Did the last seller torture you with negotiation?
Here is a question that I came across recently.
“We made an offer on a bank-owned home. A week later we found out there were multiple offers and the bank asked us for our highest and best offer. We gave them our highest offer which was full price with 3% closing costs. The bank countered back at full price with no closing costs. We need the closing costs, so why would the bank counter when we already gave them our highest and best price? This is torture!”
Unfortunately, I was not able to help them as they came to me too late. Once you are that far into a contract and working with an inexperienced agent, any help I give to the buyer would be considered interference. That would get me in Major Trouble.
Hopefully, you can learn from this unfortunate experience.
There is an old saying that goes Buyers are Liars and Sellers are too! My friend, Richard Courtney, wrote a book about it. You can find it here.

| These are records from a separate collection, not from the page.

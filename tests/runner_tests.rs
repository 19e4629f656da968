mod common;

use std::collections::BTreeMap;
use std::sync::Arc;

use common::{MemoryConnector, sqlite_stores, text_columns};
use processengine_runtime::core::{BootstrapError, Value};
use processengine_runtime::dialect::{Dialect, SqliteDialect};
use processengine_runtime::migration::registry::{
    CORRELATION, EXTERNAL_TASK, FLOW_NODE_INSTANCE, PROCESS_MODEL,
};
use processengine_runtime::migration::{
    MigrationOutcome, MigrationRunner, REPOSITORIES, legacy_schema, repository_migrations,
};
use tempfile::TempDir;

async fn seed_legacy_correlation(db: &SqliteDialect) {
    db.create_table(&legacy_schema(CORRELATION).unwrap())
        .await
        .unwrap();
    db.insert_row(
        "Correlations",
        &text_columns(&["id", "correlationId", "processInstanceId", "processModelHash", "state"]),
        &[
            Value::from("c-1"),
            Value::from("corr-1"),
            Value::from("pi-1"),
            Value::from("hash"),
            Value::from("finished"),
        ],
    )
    .await
    .unwrap();
}

#[tokio::test]
async fn test_repositories_run_in_order_without_overlap() {
    let dir = TempDir::new().unwrap();
    let connector = Arc::new(MemoryConnector::default());
    seed_legacy_correlation(&connector.store(CORRELATION)).await;
    connector
        .store(PROCESS_MODEL)
        .create_table(&legacy_schema(PROCESS_MODEL).unwrap())
        .await
        .unwrap();

    let runner = MigrationRunner::new(connector.clone(), repository_migrations().unwrap());
    assert_eq!(runner.repositories(), REPOSITORIES.to_vec());

    let report = runner.run(&sqlite_stores(dir.path())).await.unwrap();

    assert_eq!(connector.connects(), REPOSITORIES.to_vec());
    let names: Vec<&str> = report.repositories.iter().map(|r| r.repository.as_str()).collect();
    assert_eq!(names, REPOSITORIES.to_vec());
    for pair in report.repositories.windows(2) {
        assert!(pair[0].finished_at <= pair[1].started_at);
    }

    assert_eq!(
        report.get(CORRELATION).unwrap().outcomes,
        vec![MigrationOutcome::Migrated { rows: 1 }]
    );
    assert_eq!(
        report.get(EXTERNAL_TASK).unwrap().outcomes,
        vec![MigrationOutcome::Created]
    );
    assert_eq!(
        report.get(PROCESS_MODEL).unwrap().outcomes,
        vec![MigrationOutcome::Migrated { rows: 0 }]
    );

    let rows = connector.store(CORRELATION).select_all("Correlations").await.unwrap();
    assert_eq!(rows[0]["id"], Value::Integer(1));
    assert_eq!(rows[0]["correlationEntryId"], Value::from("c-1"));
}

#[tokio::test]
async fn test_rerun_reports_every_repository_up_to_date() {
    let dir = TempDir::new().unwrap();
    let connector = Arc::new(MemoryConnector::default());
    seed_legacy_correlation(&connector.store(CORRELATION)).await;
    let stores = sqlite_stores(dir.path());

    let runner = MigrationRunner::new(connector.clone(), repository_migrations().unwrap());
    runner.run(&stores).await.unwrap();
    let report = runner.run(&stores).await.unwrap();

    for repository in REPOSITORIES {
        assert_eq!(
            report.get(repository).unwrap().outcomes,
            vec![MigrationOutcome::UpToDate],
            "{}",
            repository
        );
    }
}

#[tokio::test]
async fn test_first_failure_stops_the_run() {
    let dir = TempDir::new().unwrap();
    let connector = Arc::new(MemoryConnector::failing_for(FLOW_NODE_INSTANCE));

    let runner = MigrationRunner::new(connector.clone(), repository_migrations().unwrap());
    let err = runner.run(&sqlite_stores(dir.path())).await.unwrap_err();

    match &err {
        BootstrapError::MigrationFailure { repository, message } => {
            assert_eq!(repository, FLOW_NODE_INSTANCE);
            assert!(message.contains("unreachable"));
        }
        other => panic!("unexpected error: {other:?}"),
    }
    assert!(err.is_fatal());

    // The process model store was never opened.
    assert_eq!(
        connector.connects(),
        vec![CORRELATION, EXTERNAL_TASK, FLOW_NODE_INSTANCE]
    );
}

#[tokio::test]
async fn test_missing_store_configuration_is_a_configuration_error() {
    let connector = Arc::new(MemoryConnector::default());
    let runner = MigrationRunner::new(connector.clone(), repository_migrations().unwrap());

    let err = runner.run(&BTreeMap::new()).await.unwrap_err();
    assert!(matches!(err, BootstrapError::Configuration(ref m) if m.contains(CORRELATION)));
    assert!(connector.connects().is_empty());
}

#[tokio::test]
async fn test_sqlite_files_are_migrated_in_place() {
    let dir = TempDir::new().unwrap();
    let stores = sqlite_stores(dir.path());
    let path = dir.path().join(format!("{}.sqlite", CORRELATION));
    seed_legacy_correlation(&SqliteDialect::open(&path).unwrap()).await;

    let runner = MigrationRunner::new(
        Arc::new(processengine_runtime::NativeConnector),
        repository_migrations().unwrap(),
    );
    let report = runner.run(&stores).await.unwrap();
    assert_eq!(
        report.get(CORRELATION).unwrap().outcomes,
        vec![MigrationOutcome::Migrated { rows: 1 }]
    );

    let reopened = SqliteDialect::open(&path).unwrap();
    let rows = reopened.select_all("Correlations").await.unwrap();
    assert_eq!(rows.len(), 1);
    assert_eq!(rows[0]["correlationEntryId"], Value::from("c-1"));
    assert!(!reopened.table_exists("correlations_new").await.unwrap());
}
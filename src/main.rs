use std::path::PathBuf;
use std::process::ExitCode;
use std::sync::Arc;

use anyhow::{Context, Result};
use clap::Parser;
use processengine_runtime::recovery::ResumeRequest;
use processengine_runtime::{
    BootstrapOptions, BootstrapSequencer, ChannelEngine, EnvOverrides, NativeConnector,
    RuntimeModule,
};
use tokio::sync::mpsc;
use tracing::{error, info};
use tracing_subscriber::{EnvFilter, layer::SubscriberExt, util::SubscriberInitExt};

#[derive(Parser)]
#[command(name = "processengine-runtime")]
#[command(about = "Process engine runtime: migrates the repositories and starts the engine")]
struct Cli {
    /// Directory for the embedded store files.
    #[arg(long)]
    sqlite_path: Option<PathBuf>,

    /// Config root; takes precedence over CONFIG_PATH.
    #[arg(long)]
    config_path: Option<PathBuf>,

    /// Environment to load; takes precedence over PROCESS_ENGINE_ENV.
    #[arg(long)]
    environment: Option<String>,

    /// Keep the current working directory.
    #[arg(long)]
    no_chdir: bool,

    /// Also serve the informational routes at `/` and `/security/authority`.
    #[arg(long)]
    http_root_routes: bool,
}

impl Cli {
    fn into_options(self) -> BootstrapOptions {
        let mut env = EnvOverrides::from_env();
        if let Some(path) = self.config_path {
            env.config_path = Some(path.display().to_string());
        }
        if let Some(environment) = self.environment {
            env.environment = Some(environment);
        }

        let mut options = BootstrapOptions::new(env)
            .change_working_dir(!self.no_chdir)
            .use_http_root_routes(self.http_root_routes);
        if let Some(path) = self.sqlite_path {
            options = options.sqlite_path(path);
        }
        options
    }
}

#[tokio::main]
async fn main() -> ExitCode {
    init_tracing();

    match run(Cli::parse()).await {
        Ok(()) => ExitCode::SUCCESS,
        Err(err) => {
            error!(error = %format!("{:#}", err), "process engine runtime failed to start");
            ExitCode::FAILURE
        }
    }
}

async fn run(cli: Cli) -> Result<()> {
    let (engine, requests) = ChannelEngine::new(64);
    tokio::spawn(forward_resume_requests(requests));

    let module = RuntimeModule::new(Arc::new(NativeConnector), Arc::new(engine));
    let bootstrapped = BootstrapSequencer::new(cli.into_options())
        .with_module(Arc::new(module))
        .run()
        .await
        .context("bootstrap failed")?;

    info!(
        environment = %bootstrapped.state.environment,
        service_failures = bootstrapped.report.service_failures.len(),
        "process engine runtime started"
    );

    shutdown_signal().await;
    info!("shutting down");
    Ok(())
}

/// Hands resume requests to the execution engine; without one attached they are
/// acknowledged after logging.
async fn forward_resume_requests(mut requests: mpsc::Receiver<ResumeRequest>) {
    while let Some(request) = requests.recv().await {
        info!(
            request_id = %request.request_id,
            process_instance_id = %request.item.process_instance_id,
            correlation_id = %request.item.correlation_id,
            user_id = %request.identity.user_id,
            "resume requested"
        );
        let _ = request.reply.send(Ok(()));
    }
}

fn init_tracing() {
    tracing_subscriber::registry()
        .with(
            EnvFilter::try_from_default_env()
                .unwrap_or_else(|_| EnvFilter::new("processengine_runtime=info,tower_http=info")),
        )
        .with(tracing_subscriber::fmt::layer())
        .init();
}

async fn shutdown_signal() {
    let ctrl_c = async {
        if let Err(err) = tokio::signal::ctrl_c().await {
            error!(error = %err, "unable to install ctrl+c handler");
        }
    };

    #[cfg(unix)]
    let terminate = async {
        use tokio::signal::unix::{SignalKind, signal};

        match signal(SignalKind::terminate()) {
            Ok(mut signal) => {
                signal.recv().await;
            }
            Err(err) => {
                error!(error = %err, "unable to install sigterm handler");
                std::future::pending::<()>().await;
            }
        }
    };

    #[cfg(not(unix))]
    let terminate = std::future::pending::<()>();

    tokio::select! {
        _ = ctrl_c => {},
        _ = terminate => {},
    }
}
use std::env;
use std::fs;
use std::path::PathBuf;

fn main() {
    println!("cargo:rerun-if-changed=memory.x");
    println!("cargo:rerun-if-changed=build.rs");

    // Only bare-metal builds link against the memory map.
    if env::var("CARGO_CFG_TARGET_OS").as_deref() != Ok("none") {
        return;
    }

    // Copy memory.x into OUT_DIR so the linker can find it
    let out_dir = PathBuf::from(env::var("OUT_DIR").unwrap());
    fs::copy("memory.x", out_dir.join("memory.x")).unwrap();
    println!("cargo:rustc-link-search={}", out_dir.display());
}
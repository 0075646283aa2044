//! # Cortex-M4 Port Layer
//!
//! Hardware-specific code for the ARM Cortex-M4 (Thumb-2) processor.
//! Implements [`Port`] for a single core, context switching via PendSV,
//! SysTick timer configuration, and interrupt management.
//!
//! ## Context Switch Mechanism
//!
//! The Cortex-M4 uses a split-stack model:
//! - **MSP** (Main Stack Pointer): Used by the kernel and interrupt handlers
//! - **PSP** (Process Stack Pointer): Used by tasks in Thread mode
//!
//! On exception entry, the hardware automatically stacks R0–R3, R12, LR, PC,
//! and xPSR onto the process stack. The PendSV handler manually saves and
//! restores R4–R11, which completes the full context save/restore.
//!
//! ## Interrupt Priorities
//!
//! - SysTick: Priority 0xFF (lowest)
//! - PendSV: Priority 0xFF (lowest), so a switch never preempts an ISR

use core::arch::{asm, naked_asm};
use core::ffi::c_void;
use core::sync::atomic::{AtomicU32, Ordering};

use cortex_m::peripheral::scb::SystemHandler;
use cortex_m::peripheral::syst::SystClkSource;
use cortex_m::peripheral::SCB;

use super::{Port, StackPointer, TaskEntry, TaskExit, Tick};
use crate::config::{SYSTEM_CLOCK_HZ, TICK_HZ};

/// Words in the hardware-stacked exception frame.
const HW_FRAME_WORDS: usize = 8;
/// Words saved by PendSV (R4–R11).
const SW_FRAME_WORDS: usize = 8;
/// xPSR with only the Thumb bit set.
const XPSR_THUMB: u32 = 0x0100_0000;
/// Return to Thread mode, use PSP, no FPU frame.
const EXC_RETURN_THREAD_PSP: u32 = 0xFFFF_FFFD;

static TICKS: AtomicU32 = AtomicU32::new(0);

/// The single-core Cortex-M4 port.
pub struct CortexM4;

impl Port for CortexM4 {
    unsafe fn initialize_stack(
        &self,
        top: *mut u8,
        entry: TaskEntry,
        arg: *mut c_void,
        exit: TaskExit,
    ) -> StackPointer {
        let top = (top as usize & !7) as *mut u32;
        unsafe {
            let hw = top.sub(HW_FRAME_WORDS);
            hw.write(arg as u32); // R0
            for i in 1..5 {
                hw.add(i).write(0); // R1-R3, R12
            }
            hw.add(5).write(exit as usize as u32); // LR
            hw.add(6).write(entry as usize as u32 & !1); // PC
            hw.add(7).write(XPSR_THUMB);

            let sw = hw.sub(SW_FRAME_WORDS);
            for i in 0..SW_FRAME_WORDS {
                sw.add(i).write(0); // R4-R11
            }
            StackPointer(sw)
        }
    }

    #[inline]
    fn request_context_switch(&self) {
        SCB::set_pendsv();
    }

    fn core_id(&self) -> usize {
        0
    }

    fn core_count(&self) -> usize {
        1
    }

    fn now(&self) -> Tick {
        TICKS.load(Ordering::Relaxed)
    }

    fn idle_wait(&self) {
        cortex_m::asm::wfi();
    }

    fn halt(&self, _reason: &str) -> ! {
        cortex_m::interrupt::disable();
        loop {
            cortex_m::asm::wfi();
        }
    }
}

// ---------------------------------------------------------------------------
// SysTick configuration
// ---------------------------------------------------------------------------

/// Configure SysTick to fire at `TICK_HZ` from the processor clock.
pub fn configure_systick(syst: &mut cortex_m::peripheral::SYST) {
    let reload = SYSTEM_CLOCK_HZ / TICK_HZ - 1;
    syst.set_reload(reload);
    syst.clear_current();
    syst.set_clock_source(SystClkSource::Core);
    syst.enable_counter();
    syst.enable_interrupt();
}

/// Set PendSV and SysTick to the lowest interrupt priority.
pub fn set_interrupt_priorities(scb: &mut SCB) {
    // Safety: changing the priority of the kernel's own handlers before the
    // scheduler starts cannot break a priority-based critical section.
    unsafe {
        scb.set_priority(SystemHandler::PendSV, 0xFF);
        scb.set_priority(SystemHandler::SysTick, 0xFF);
    }
}

// ---------------------------------------------------------------------------
// First task launch
// ---------------------------------------------------------------------------

/// Switch Thread mode to PSP and jump into the first task.
///
/// # Safety
/// Must only be called once, from the main thread, with a stack pointer
/// built by [`CortexM4::initialize_stack`].
pub unsafe fn start_first_task(sp: StackPointer) -> ! {
    unsafe {
        asm!(
            // Skip the software-saved R4-R11.
            "adds r0, #32",
            "msr psp, r0",
            // CONTROL.SPSEL = 1: Thread mode now uses PSP.
            "movs r0, #2",
            "msr control, r0",
            "isb",
            // Unstack the hardware frame by hand.
            "pop {{r0-r3, r12}}",
            "pop {{r4}}",       // LR: exit trampoline
            "pop {{r5}}",       // PC: task entry
            "pop {{r6}}",       // xPSR, discarded
            "mov lr, r4",
            "orr r5, r5, #1",
            "cpsie i",
            "bx r5",
            in("r0") sp.0,
            options(noreturn)
        );
    }
}

// ---------------------------------------------------------------------------
// Exception handlers
// ---------------------------------------------------------------------------

/// PendSV exception handler: performs the actual context switch.
///
/// 1. Save R4–R11 onto the current task's stack (PSP)
/// 2. Hand the updated PSP to the scheduler
/// 3. Ask the scheduler for the next task's PSP
/// 4. Restore R4–R11 from the new stack and return to Thread mode
#[no_mangle]
#[unsafe(naked)]
pub unsafe extern "C" fn PendSV() {
    naked_asm!(
        "mrs r0, psp",
        "stmdb r0!, {{r4-r11}}",
        "bl {save}",
        "bl {next}",
        "ldmia r0!, {{r4-r11}}",
        "msr psp, r0",
        "ldr r0, ={exc_return}",
        "bx r0",
        save = sym pendsv_save,
        next = sym pendsv_next,
        exc_return = const EXC_RETURN_THREAD_PSP,
    );
}

extern "C" fn pendsv_save(psp: *mut u32) {
    crate::kernel::save_context(StackPointer(psp));
}

extern "C" fn pendsv_next() -> *mut u32 {
    crate::kernel::next_context().0
}

/// SysTick exception handler: advances the tick and runs the scheduler
/// tick, pending a switch when it asks for one.
#[no_mangle]
pub unsafe extern "C" fn SysTick() {
    TICKS.fetch_add(1, Ordering::Relaxed);
    crate::kernel::tick();
}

Most buyers do not give their absolute highest and best when asked.
How do I know?
Since I am not a mind reader, I can only make that statement through observation. I’ve seen many times where a buyer improved their highest and best when asked.
Even worse, I’ve seen them submit a revised highest and best (multiple times) without prompting.
The sad thing is these buyers thought they were stuck and would not be able to buy the home. What they did not know is the seller may have accepted an offer that included closing costs if they could net the list price.
This is where DIY buyers and inexperienced agents often lose.
They do not know how to negotiate a way to bridge that gap because they are only thinking about their immediate needs and wants. It’s nearly impossible to create a solution when you only consider one side.
If I were their agent, here is how I would have answered their concern.
If you love this house and do not want to lose it, then go ahead and make the counter. The difference in price equals about $30 per month (For the average Nashville home).
If you are not in love with this house and are ok looking for another home, stick to your offer and resubmit. If yours is truly the best offer, the bank will probably accept it.
Sometimes, making a decision is easier when you step back to where you can see the bigger picture and consider all of your options.